“I found it hard to believe that she would just walk out on her two girls,” she tells WHO.
Colleen’s husband, Geoffrey Adams, told police at the time that he had last seen her on the morning of Nov. 22, 1973, at their home in Maitland, South Australia. He claimed that when he woke up, the 24-year-old mother of two girls – Kaye, 18 months and Marie, 3 – was dressed, with two suitcases in hand. She allegedly told him their marriage was over and she was leaving, before getting into a car withan unknown woman. Yet it wasn’t until a month later that she was reported missing by her mother, Vera Milbank. Johncock says both her parents passed away before they could get answers, revealing “it was very hard”.
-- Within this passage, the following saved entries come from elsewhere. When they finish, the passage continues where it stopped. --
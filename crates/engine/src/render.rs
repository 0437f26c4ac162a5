//! Renders an `input_template` against the current run context, resolving
//! `{{ expr }}` placeholders through the shared expression sublanguage.

use nodes::expr::{self, Scope};
use serde_json::Value;

use crate::error::EngineError;
use crate::models::RunContext;

/// Render every `{{ ... }}` placeholder in `template` against `ctx`.
///
/// A value that is *exactly* one placeholder (after trimming whitespace)
/// keeps the evaluated value's JSON type; placeholders embedded in a larger
/// string are stringified and substituted in place.
pub fn render(template: &Value, ctx: &RunContext, globals: &Value) -> Result<Value, EngineError> {
    match template {
        Value::String(s) => render_string(s, ctx, globals),
        Value::Array(items) => Ok(Value::Array(
            items
                .iter()
                .map(|v| render(v, ctx, globals))
                .collect::<Result<Vec<_>, _>>()?,
        )),
        Value::Object(map) => {
            let mut out = serde_json::Map::with_capacity(map.len());
            for (k, v) in map {
                out.insert(k.clone(), render(v, ctx, globals)?);
            }
            Ok(Value::Object(out))
        }
        other => Ok(other.clone()),
    }
}

fn render_string(s: &str, ctx: &RunContext, globals: &Value) -> Result<Value, EngineError> {
    let trimmed = s.trim();
    if let Some(inner) = whole_placeholder(trimmed) {
        return eval_placeholder(inner, ctx, globals);
    }

    if !s.contains("{{") {
        return Ok(Value::String(s.to_string()));
    }

    let mut out = String::with_capacity(s.len());
    let mut rest = s;
    while let Some(start) = rest.find("{{") {
        out.push_str(&rest[..start]);
        let after = &rest[start + 2..];
        let Some(end) = after.find("}}") else {
            out.push_str(&rest[start..]);
            rest = "";
            break;
        };
        let expr_src = after[..end].trim();
        let value = eval_placeholder(expr_src, ctx, globals)?;
        out.push_str(&scalar_to_string(&value));
        rest = &after[end + 2..];
    }
    out.push_str(rest);
    Ok(Value::String(out))
}

fn whole_placeholder(trimmed: &str) -> Option<&str> {
    trimmed
        .strip_prefix("{{")
        .and_then(|s| s.strip_suffix("}}"))
        .map(str::trim)
}

fn eval_placeholder(expr_src: &str, ctx: &RunContext, globals: &Value) -> Result<Value, EngineError> {
    let scope = Scope {
        inputs: &ctx.inputs,
        vars: &ctx.vars,
        globals,
        node_outputs: &ctx.artifacts,
    };
    expr::eval_str(expr_src, &scope).map_err(|e| EngineError::ExpressionFailed {
        node_id: "<template>".into(),
        message: e.to_string(),
    })
}

fn scalar_to_string(v: &Value) -> String {
    match v {
        Value::String(s) => s.clone(),
        Value::Null => String::new(),
        other => other.to_string(),
    }
}

#[cfg(test)]
mod tests {
    use super::*;
    use serde_json::json;

    #[test]
    fn whole_placeholder_preserves_type() {
        let mut ctx = RunContext::new(json!({}));
        ctx.vars.insert("amount".into(), json!(42.0));
        let rendered = render(&json!("{{ vars.amount }}"), &ctx, &json!({})).unwrap();
        assert_eq!(rendered, json!(42.0));
    }

    #[test]
    fn embedded_placeholder_stringifies() {
        let mut ctx = RunContext::new(json!({}));
        ctx.vars.insert("name".into(), json!("Ada"));
        let rendered = render(&json!("hello {{ vars.name }}!"), &ctx, &json!({})).unwrap();
        assert_eq!(rendered, json!("hello Ada!"));
    }

    #[test]
    fn object_template_renders_recursively() {
        let mut ctx = RunContext::new(json!({}));
        ctx.vars.insert("id".into(), json!("abc"));
        let rendered = render(&json!({ "ref": "{{ vars.id }}", "count": 3 }), &ctx, &json!({})).unwrap();
        assert_eq!(rendered, json!({ "ref": "abc", "count": 3 }));
    }
}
Six years later, her disappearance became a major crime investigation after she failed to make contact with any of her family or friends. After police interviewed Colleen’s friends and family, it became clear that she had been having marriage issues. Colleen had also sought welfare help when her husband was “trying to kick her out of the house.”
But with no leads, the case went cold until 2001, when a search for Colleen’s remains was undertaken at a local dump, however nothing was found. Then, just this year, detectives began conducting new inquiries after a thorough review of Colleen’s case file. Detective Michael Newbury told reporters, “We have an open mind as to what has happened and how it has happened, but we are of the opinion Colleen has been murdered.”
On Sept. 19, police arrested Geoffrey Adams,70, for his wife’s murder after he showed them the exact spot where Colleen had allegedly been buried. Her skeletal remains were found in the yard of their marital home. “I thought that there might have been something that had happened to her,” Johncock says, “but you can never ever be sure.”